Time magazine released its list of the 100 “most influential” people of 2022 on Monday and this year’s edition featured notable artists alongside the usual suspects of politicians and zeitgeisty celebrities.
Artist-activists Nan Goldin and Faith Ringgold were featured on the list along with Ukrainian President Volodymyr Zelensky, actress Michelle Yeoh, and writer Sally Rooney. Like always, the roundup is divided into categories of artists, innovators, titans, leaders, icons, and pioneers; previous winners were invited to pen short essays honoring the impact of the 2022 recipients.
Listen beautiful relax classics on our Youtube channel.
In artists, Faith Ringgold was recognized by Thelma Golden, director and curator of the Studio Museum, as a “creative force and artistic visionary.” She continued that “Faith’s path has been courageous, profound, and unflinching in its depiction of contemporary society.”
At 91, Ringgold has recieved renewed institutional acclaim for her incisive art, which spans sculpture, painting, and textiles. Ringgold was the subject of two international retrospectives this past year—at London’s Serpentine Galleries, which traveled to the Glenstone Museum in Maryland, and at New Museum, which marked the first New York survey of the Harlem-born artist in nearly 40 years.
Architects Francis Kéré and Maya Lin are honored elsewhere in the section.

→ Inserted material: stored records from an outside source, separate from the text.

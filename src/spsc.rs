//! SPSC ring over shared memory.
//!
//! ## Region layout (little-endian)
//!
//! | offset | size     | field                                 |
//! |--------|----------|---------------------------------------|
//! | 0      | 8        | magic `FLSHRING`                      |
//! | 8      | 4        | layout version                        |
//! | 12     | 4        | slot size (64)                        |
//! | 16     | 8        | capacity (power of two, >= 2)         |
//! | 64     | 8        | write index (own cache line)          |
//! | 128    | 8        | read index (own cache line)           |
//! | 192    | cap * 64 | slots                                 |
//!
//! Indices only ever grow and are compared with wrapping arithmetic. The
//! capacity divides 2^64, so `index & (capacity - 1)` stays consistent
//! when an index wraps.

use std::path::Path;
use std::sync::atomic::{AtomicU64, Ordering};
use std::sync::Arc;

use byteorder::{ByteOrder, LittleEndian};
use crossbeam::utils::Backoff;
use serde::{Deserialize, Serialize};
use tracing::info;

use crate::error::{RingError, ShmError};
use crate::shm::ShmRegion;
use crate::wire::{Slot, WireMessage, WireRecord, SLOT_SIZE};

pub const RING_MAGIC: [u8; 8] = *b"FLSHRING";
pub const LAYOUT_VERSION: u32 = 1;
pub const WRITE_INDEX_OFFSET: usize = 64;
pub const READ_INDEX_OFFSET: usize = 128;
pub const HEADER_LEN: usize = 192;

/// Bytes needed for a ring of `capacity` slots; `BadCapacity` if that does
/// not fit in `usize`.
#[inline]
pub fn region_len(capacity: usize) -> Result<usize, ShmError> {
    capacity
        .checked_mul(SLOT_SIZE)
        .and_then(|n| n.checked_add(HEADER_LEN))
        .ok_or(ShmError::BadCapacity(capacity as u64))
}

/// How long `push` keeps trying against a full ring.
#[derive(Clone, Copy, Debug, PartialEq, Eq, Serialize, Deserialize)]
#[serde(tag = "mode", rename_all = "snake_case")]
pub enum RetryPolicy {
    TryOnce,
    /// Busy-spin up to `max_retries` extra attempts
    Spin { max_retries: u32 },
    /// Exponential spinning, `max_steps` rounds
    Backoff { max_steps: u32 },
}

impl Default for RetryPolicy {
    fn default() -> Self {
        RetryPolicy::Spin { max_retries: 64 }
    }
}

struct RingShared {
    region: ShmRegion,
    capacity: u64,
    mask: u64,
}

impl RingShared {
    #[inline]
    fn write_index(&self) -> &AtomicU64 {
        self.region.atomic_u64(WRITE_INDEX_OFFSET)
    }

    #[inline]
    fn read_index(&self) -> &AtomicU64 {
        self.region.atomic_u64(READ_INDEX_OFFSET)
    }

    #[inline]
    fn slot_ptr(&self, index: u64) -> *mut Slot {
        let offset = HEADER_LEN + (index & self.mask) as usize * SLOT_SIZE;
        self.region.ptr_at(offset) as *mut Slot
    }
}

/// A mapped ring, before it is split into its two ends.
pub struct SpscRing {
    shared: Arc<RingShared>,
}

impl SpscRing {
    /// Create a file-backed ring and write a fresh header.
    pub fn create(path: impl AsRef<Path>, capacity: usize) -> Result<Self, ShmError> {
        check_capacity(capacity as u64)?;
        let region = ShmRegion::create(path, region_len(capacity)?)?;
        Self::init(region, capacity, 0)
    }

    /// Attach to a ring created by the other process.
    pub fn attach(path: impl AsRef<Path>) -> Result<Self, ShmError> {
        let region = ShmRegion::open(path)?;
        region.require_len(HEADER_LEN)?;
        let header = read_header(&region);
        if header[0..8] != RING_MAGIC {
            return Err(ShmError::BadHeader("magic"));
        }
        if LittleEndian::read_u32(&header[8..12]) != LAYOUT_VERSION {
            return Err(ShmError::BadHeader("layout version"));
        }
        if LittleEndian::read_u32(&header[12..16]) as usize != SLOT_SIZE {
            return Err(ShmError::BadHeader("slot size"));
        }
        let capacity = LittleEndian::read_u64(&header[16..24]);
        check_capacity(capacity)?;
        let capacity_slots = usize::try_from(capacity).map_err(|_| ShmError::BadCapacity(capacity))?;
        region.require_len(region_len(capacity_slots)?)?;
        info!(path = ?region.path(), capacity, "attached spsc ring");
        Ok(Self {
            shared: Arc::new(RingShared {
                region,
                capacity,
                mask: capacity - 1,
            }),
        })
    }

    /// Ring in private memory (both ends in one process).
    pub fn anonymous(capacity: usize) -> Result<Self, ShmError> {
        check_capacity(capacity as u64)?;
        let region = ShmRegion::anonymous(region_len(capacity)?)?;
        Self::init(region, capacity, 0)
    }

    /// Anonymous ring whose indices start at `start` (wrap-around tests).
    #[doc(hidden)]
    pub fn anonymous_at(capacity: usize, start: u64) -> Result<Self, ShmError> {
        check_capacity(capacity as u64)?;
        let region = ShmRegion::anonymous(region_len(capacity)?)?;
        Self::init(region, capacity, start)
    }

    fn init(region: ShmRegion, capacity: usize, start: u64) -> Result<Self, ShmError> {
        region.require_len(region_len(capacity)?)?;
        let mut header = [0u8; 24];
        header[0..8].copy_from_slice(&RING_MAGIC);
        LittleEndian::write_u32(&mut header[8..12], LAYOUT_VERSION);
        LittleEndian::write_u32(&mut header[12..16], SLOT_SIZE as u32);
        LittleEndian::write_u64(&mut header[16..24], capacity as u64);
        // SAFETY: no other handle exists yet; the header is within the region
        unsafe {
            std::ptr::copy_nonoverlapping(header.as_ptr(), region.ptr_at(0), header.len());
        }
        region.atomic_u64(WRITE_INDEX_OFFSET).store(start, Ordering::Release);
        region.atomic_u64(READ_INDEX_OFFSET).store(start, Ordering::Release);
        info!(path = ?region.path(), capacity, "initialized spsc ring");
        Ok(Self {
            shared: Arc::new(RingShared {
                region,
                capacity: capacity as u64,
                mask: capacity as u64 - 1,
            }),
        })
    }

    #[inline]
    pub fn capacity(&self) -> usize {
        self.shared.capacity as usize
    }

    /// Producer end. Use in exactly one process/thread.
    pub fn into_producer(self) -> Producer {
        Producer::new(self.shared)
    }

    /// Consumer end. Use in exactly one process/thread.
    pub fn into_consumer(self) -> Consumer {
        Consumer::new(self.shared)
    }

    /// Both ends, for in-process use.
    pub fn split(self) -> (Producer, Consumer) {
        (Producer::new(Arc::clone(&self.shared)), Consumer::new(self.shared))
    }
}

fn check_capacity(capacity: u64) -> Result<(), ShmError> {
    if capacity < 2 || !capacity.is_power_of_two() {
        return Err(ShmError::BadCapacity(capacity));
    }
    Ok(())
}

fn read_header(region: &ShmRegion) -> [u8; 24] {
    let mut header = [0u8; 24];
    // SAFETY: the region holds at least HEADER_LEN bytes (checked by callers)
    unsafe {
        std::ptr::copy_nonoverlapping(region.ptr_at(0), header.as_mut_ptr(), header.len());
    }
    header
}

/// Writing end.
pub struct Producer {
    shared: Arc<RingShared>,
    /// Next index to write (mirrors the shared write index)
    write: u64,
    /// Last read index observed; refreshed only when the ring looks full
    cached_read: u64,
}

impl Producer {
    fn new(shared: Arc<RingShared>) -> Self {
        let write = shared.write_index().load(Ordering::Acquire);
        let cached_read = shared.read_index().load(Ordering::Acquire);
        Self {
            shared,
            write,
            cached_read,
        }
    }

    #[inline]
    pub fn capacity(&self) -> usize {
        self.shared.capacity as usize
    }

    /// Fill the next slot in place. Returns `false` if the ring is full.
    #[inline]
    pub fn try_write_with(&mut self, fill: impl FnOnce(&mut Slot)) -> bool {
        if self.write.wrapping_sub(self.cached_read) >= self.shared.capacity {
            self.cached_read = self.shared.read_index().load(Ordering::Acquire);
            if self.write.wrapping_sub(self.cached_read) >= self.shared.capacity {
                return false;
            }
        }
        // SAFETY: the slot is between read and write index, so the consumer does not touch it
        let slot = unsafe { &mut *self.shared.slot_ptr(self.write) };
        fill(slot);
        self.write = self.write.wrapping_add(1);
        self.shared.write_index().store(self.write, Ordering::Release);
        true
    }

    /// Encode and write one record under `policy`.
    pub fn push<R: WireRecord>(&mut self, record: &R, policy: RetryPolicy) -> Result<(), RingError> {
        self.push_with(policy, |slot| record.encode(slot))
    }

    /// Write any known message under `policy`.
    pub fn push_message(&mut self, message: &WireMessage, policy: RetryPolicy) -> Result<(), RingError> {
        self.push_with(policy, |slot| message.encode(slot))
    }

    fn push_with(&mut self, policy: RetryPolicy, fill: impl Fn(&mut Slot)) -> Result<(), RingError> {
        let mut attempts = 1u32;
        if self.try_write_with(&fill) {
            return Ok(());
        }
        match policy {
            RetryPolicy::TryOnce => {}
            RetryPolicy::Spin { max_retries } => {
                for _ in 0..max_retries {
                    std::hint::spin_loop();
                    attempts += 1;
                    if self.try_write_with(&fill) {
                        return Ok(());
                    }
                }
            }
            RetryPolicy::Backoff { max_steps } => {
                let backoff = Backoff::new();
                for _ in 0..max_steps {
                    backoff.spin();
                    attempts += 1;
                    if self.try_write_with(&fill) {
                        return Ok(());
                    }
                }
            }
        }
        Err(RingError::Contention { attempts })
    }

    /// Slots written but not yet consumed (as last observed).
    pub fn len(&self) -> usize {
        let read = self.shared.read_index().load(Ordering::Acquire);
        self.write.wrapping_sub(read) as usize
    }

    pub fn is_empty(&self) -> bool {
        self.len() == 0
    }
}

/// Reading end.
pub struct Consumer {
    shared: Arc<RingShared>,
    read: u64,
    /// Last write index observed; refreshed only when the ring looks empty
    cached_write: u64,
}

impl Consumer {
    fn new(shared: Arc<RingShared>) -> Self {
        let read = shared.read_index().load(Ordering::Acquire);
        let cached_write = shared.write_index().load(Ordering::Acquire);
        Self {
            shared,
            read,
            cached_write,
        }
    }

    #[inline]
    pub fn capacity(&self) -> usize {
        self.shared.capacity as usize
    }

    /// Read the next slot in place. Returns `None` if the ring is empty.
    #[inline]
    pub fn try_read_with<T>(&mut self, read: impl FnOnce(&Slot) -> T) -> Option<T> {
        if self.read == self.cached_write {
            self.cached_write = self.shared.write_index().load(Ordering::Acquire);
            if self.read == self.cached_write {
                return None;
            }
        }
        // SAFETY: the slot was published by the Release store of the write index
        let slot = unsafe { &*self.shared.slot_ptr(self.read) };
        let value = read(slot);
        self.read = self.read.wrapping_add(1);
        self.shared.read_index().store(self.read, Ordering::Release);
        Some(value)
    }

    /// Next record of a known type. An undecodable slot is consumed and reported.
    pub fn pop<R: WireRecord>(&mut self) -> Result<Option<R>, RingError> {
        match self.try_read_with(|slot| R::decode(slot)) {
            None => Ok(None),
            Some(Ok(record)) => Ok(Some(record)),
            Some(Err(e)) => Err(e.into()),
        }
    }

    /// Next record of any known kind.
    pub fn pop_message(&mut self) -> Result<Option<WireMessage>, RingError> {
        match self.try_read_with(WireMessage::decode) {
            None => Ok(None),
            Some(Ok(message)) => Ok(Some(message)),
            Some(Err(e)) => Err(e.into()),
        }
    }

    pub fn len(&self) -> usize {
        let write = self.shared.write_index().load(Ordering::Acquire);
        write.wrapping_sub(self.read) as usize
    }

    pub fn is_empty(&self) -> bool {
        self.len() == 0
    }
}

Kéré, the social justice and climate-conscious designer of the 2017 Serpentine Pavilion, became the first Black person in 2022 to win the prestigious Pritzker Architecture Prize. In his essay, architect David Adjaye called Kéré “a trailblazer for his long-standing commitment to formalizing space for both social and environmental good.”
Lin is praised by writer Celeste Ng as an architect whose work “reveals inconvenient truths long ignored.” She designed the haunting 2021 installation Ghost Forest, in which a grove of forty-nine cedar trees, stripped of leaves and bark, were transplanted from New Jersey’s Pine Barrens to Madison Square Park. Park-goers sunbathed and picnicked between the dead grove, a statement to how easily we adapt to the reality of climate destruction.